**Problem**
Your reply should be made up of every line in the records below that holds the string "EnvFilter".
#### Input records
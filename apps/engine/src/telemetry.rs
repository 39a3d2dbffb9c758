use tracing_subscriber::{fmt, prelude::*, EnvFilter};

fn env_filter(default_filter: &str) -> EnvFilter {
    EnvFilter::try_from_default_env().unwrap_or_else(|_| EnvFilter::new(default_filter))
}

/// Human-readable output; `RUST_LOG` overrides `default_filter`.
pub fn init_tracing(default_filter: &str) {
    let fmt_layer = fmt::layer()
        .with_target(false)
        .with_thread_ids(false)
        .with_thread_names(false);

    tracing_subscriber::registry()
        .with(env_filter(default_filter))
        .with(fmt_layer)
        .init();
}

/// One JSON object per line, for piping into log tooling.
pub fn init_tracing_json(default_filter: &str) {
    let fmt_layer = fmt::layer()
        .with_target(false)
        .with_file(false)
        .with_line_number(false)
        .with_thread_ids(false)
        .with_thread_names(false)
        .with_ansi(false)
        .json();

    tracing_subscriber::registry()
        .with(env_filter(default_filter))
        .with(fmt_layer)
        .init();
}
########
**Exercise answer**
use tracing_subscriber::{fmt, prelude::*, EnvFilter};
fn env_filter(default_filter: &str) -> EnvFilter {
    EnvFilter::try_from_default_env().unwrap_or_else(|_| EnvFilter::new(default_filter))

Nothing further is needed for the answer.